◆ DATA SUPPLIED ◆
--------
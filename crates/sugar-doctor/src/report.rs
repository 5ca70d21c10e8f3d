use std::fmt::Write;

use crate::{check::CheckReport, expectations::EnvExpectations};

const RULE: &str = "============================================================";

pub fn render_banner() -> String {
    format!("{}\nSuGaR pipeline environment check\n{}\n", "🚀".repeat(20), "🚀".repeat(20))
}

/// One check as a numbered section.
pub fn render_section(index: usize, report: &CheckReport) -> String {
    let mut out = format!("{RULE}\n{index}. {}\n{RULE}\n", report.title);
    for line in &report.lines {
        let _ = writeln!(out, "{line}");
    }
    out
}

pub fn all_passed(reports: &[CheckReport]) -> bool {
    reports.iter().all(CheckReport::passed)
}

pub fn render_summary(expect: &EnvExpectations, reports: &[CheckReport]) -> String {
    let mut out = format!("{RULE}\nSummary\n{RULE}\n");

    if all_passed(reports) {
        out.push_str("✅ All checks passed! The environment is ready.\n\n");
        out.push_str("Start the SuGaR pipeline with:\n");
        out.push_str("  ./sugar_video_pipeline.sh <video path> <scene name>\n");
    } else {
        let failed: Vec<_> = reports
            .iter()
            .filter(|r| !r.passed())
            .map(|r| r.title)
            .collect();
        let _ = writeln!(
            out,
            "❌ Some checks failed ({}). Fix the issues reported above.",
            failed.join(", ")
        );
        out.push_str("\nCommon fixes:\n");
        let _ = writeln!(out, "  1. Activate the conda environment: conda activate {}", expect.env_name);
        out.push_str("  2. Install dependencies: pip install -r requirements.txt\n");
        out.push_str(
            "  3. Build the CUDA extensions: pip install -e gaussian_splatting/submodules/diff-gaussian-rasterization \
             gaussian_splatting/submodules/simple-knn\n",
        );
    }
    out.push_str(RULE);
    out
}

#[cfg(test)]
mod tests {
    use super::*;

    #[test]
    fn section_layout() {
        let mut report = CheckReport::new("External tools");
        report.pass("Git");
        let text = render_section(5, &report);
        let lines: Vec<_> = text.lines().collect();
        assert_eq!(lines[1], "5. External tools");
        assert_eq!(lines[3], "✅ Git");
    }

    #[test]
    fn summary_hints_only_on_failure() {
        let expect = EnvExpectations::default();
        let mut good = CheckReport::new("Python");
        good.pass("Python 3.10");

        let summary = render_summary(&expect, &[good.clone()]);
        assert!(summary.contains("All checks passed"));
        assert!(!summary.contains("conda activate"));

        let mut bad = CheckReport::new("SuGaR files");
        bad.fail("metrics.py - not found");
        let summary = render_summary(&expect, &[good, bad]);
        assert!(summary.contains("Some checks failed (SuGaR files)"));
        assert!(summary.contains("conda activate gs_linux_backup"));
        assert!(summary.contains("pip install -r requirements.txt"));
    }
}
--------
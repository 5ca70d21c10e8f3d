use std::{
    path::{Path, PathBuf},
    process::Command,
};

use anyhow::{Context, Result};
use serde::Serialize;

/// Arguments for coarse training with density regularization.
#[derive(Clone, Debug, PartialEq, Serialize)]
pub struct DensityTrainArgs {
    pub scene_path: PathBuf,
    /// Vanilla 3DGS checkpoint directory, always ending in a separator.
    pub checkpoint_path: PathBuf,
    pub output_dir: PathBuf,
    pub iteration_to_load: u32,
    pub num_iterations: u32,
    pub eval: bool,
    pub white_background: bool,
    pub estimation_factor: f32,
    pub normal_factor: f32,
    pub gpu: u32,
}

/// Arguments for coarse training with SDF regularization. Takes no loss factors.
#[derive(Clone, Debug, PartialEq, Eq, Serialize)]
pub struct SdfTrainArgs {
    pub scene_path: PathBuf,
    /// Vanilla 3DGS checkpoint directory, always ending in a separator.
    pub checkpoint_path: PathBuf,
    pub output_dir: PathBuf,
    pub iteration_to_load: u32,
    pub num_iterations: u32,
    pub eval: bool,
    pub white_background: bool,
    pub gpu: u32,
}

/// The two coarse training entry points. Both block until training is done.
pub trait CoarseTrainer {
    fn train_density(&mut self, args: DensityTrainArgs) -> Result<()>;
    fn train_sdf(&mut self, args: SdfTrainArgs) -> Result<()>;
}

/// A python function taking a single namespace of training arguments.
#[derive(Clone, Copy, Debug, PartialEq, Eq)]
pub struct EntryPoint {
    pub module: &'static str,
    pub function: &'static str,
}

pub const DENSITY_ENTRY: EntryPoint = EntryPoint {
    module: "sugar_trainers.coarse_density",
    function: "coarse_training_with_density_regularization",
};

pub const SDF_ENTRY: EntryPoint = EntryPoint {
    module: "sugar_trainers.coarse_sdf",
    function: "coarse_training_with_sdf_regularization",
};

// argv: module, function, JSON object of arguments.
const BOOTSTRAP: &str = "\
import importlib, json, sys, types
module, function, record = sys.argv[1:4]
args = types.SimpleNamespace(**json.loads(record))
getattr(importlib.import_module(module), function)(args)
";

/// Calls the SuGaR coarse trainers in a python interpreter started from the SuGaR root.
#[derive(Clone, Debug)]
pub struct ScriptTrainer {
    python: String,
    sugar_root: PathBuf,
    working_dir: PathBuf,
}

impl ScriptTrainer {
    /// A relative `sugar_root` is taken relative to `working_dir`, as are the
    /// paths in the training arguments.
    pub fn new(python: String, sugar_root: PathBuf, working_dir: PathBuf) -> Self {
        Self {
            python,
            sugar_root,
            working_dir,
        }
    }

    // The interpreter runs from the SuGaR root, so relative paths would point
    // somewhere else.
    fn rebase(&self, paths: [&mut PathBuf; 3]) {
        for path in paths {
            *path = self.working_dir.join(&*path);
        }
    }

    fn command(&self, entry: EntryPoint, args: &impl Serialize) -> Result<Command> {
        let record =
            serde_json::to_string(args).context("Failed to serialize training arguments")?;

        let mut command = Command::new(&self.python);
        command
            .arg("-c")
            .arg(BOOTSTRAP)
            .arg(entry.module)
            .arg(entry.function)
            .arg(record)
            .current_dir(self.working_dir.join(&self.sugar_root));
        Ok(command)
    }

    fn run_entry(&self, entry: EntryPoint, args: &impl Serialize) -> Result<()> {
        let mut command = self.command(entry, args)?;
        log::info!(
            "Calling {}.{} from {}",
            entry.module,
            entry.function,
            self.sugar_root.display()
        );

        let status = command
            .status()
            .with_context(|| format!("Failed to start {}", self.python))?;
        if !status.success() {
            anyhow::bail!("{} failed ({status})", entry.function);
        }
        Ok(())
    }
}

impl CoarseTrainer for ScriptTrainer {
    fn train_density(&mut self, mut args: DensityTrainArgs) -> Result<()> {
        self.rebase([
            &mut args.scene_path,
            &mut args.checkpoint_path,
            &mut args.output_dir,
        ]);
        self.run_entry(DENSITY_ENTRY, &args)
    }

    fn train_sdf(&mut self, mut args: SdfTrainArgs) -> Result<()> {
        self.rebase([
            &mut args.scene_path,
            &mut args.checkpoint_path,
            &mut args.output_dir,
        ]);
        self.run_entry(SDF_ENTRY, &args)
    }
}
--------
◆ WHAT YOU ARE ASKED TO DO ◆
Given the records above, return exactly the lines starting at the line containing "filename crates/sugar-doctor/src/report.rs" and ending at the line containing "pub fn all_passed(reports: &[CheckReport])", including both.

◆ WRITTEN SOLUTION ◆
filename crates/sugar-doctor/src/report.rs
repository 5ca70d21c10e8f3d
use std::fmt::Write;

use crate::{check::CheckReport, expectations::EnvExpectations};

const RULE: &str = "============================================================";

pub fn render_banner() -> String {
    format!("{}\nSuGaR pipeline environment check\n{}\n", "🚀".repeat(20), "🚀".repeat(20))
}

/// One check as a numbered section.
pub fn render_section(index: usize, report: &CheckReport) -> String {
    let mut out = format!("{RULE}\n{index}. {}\n{RULE}\n", report.title);
    for line in &report.lines {
        let _ = writeln!(out, "{line}");
    }
    out
}

pub fn all_passed(reports: &[CheckReport]) -> bool {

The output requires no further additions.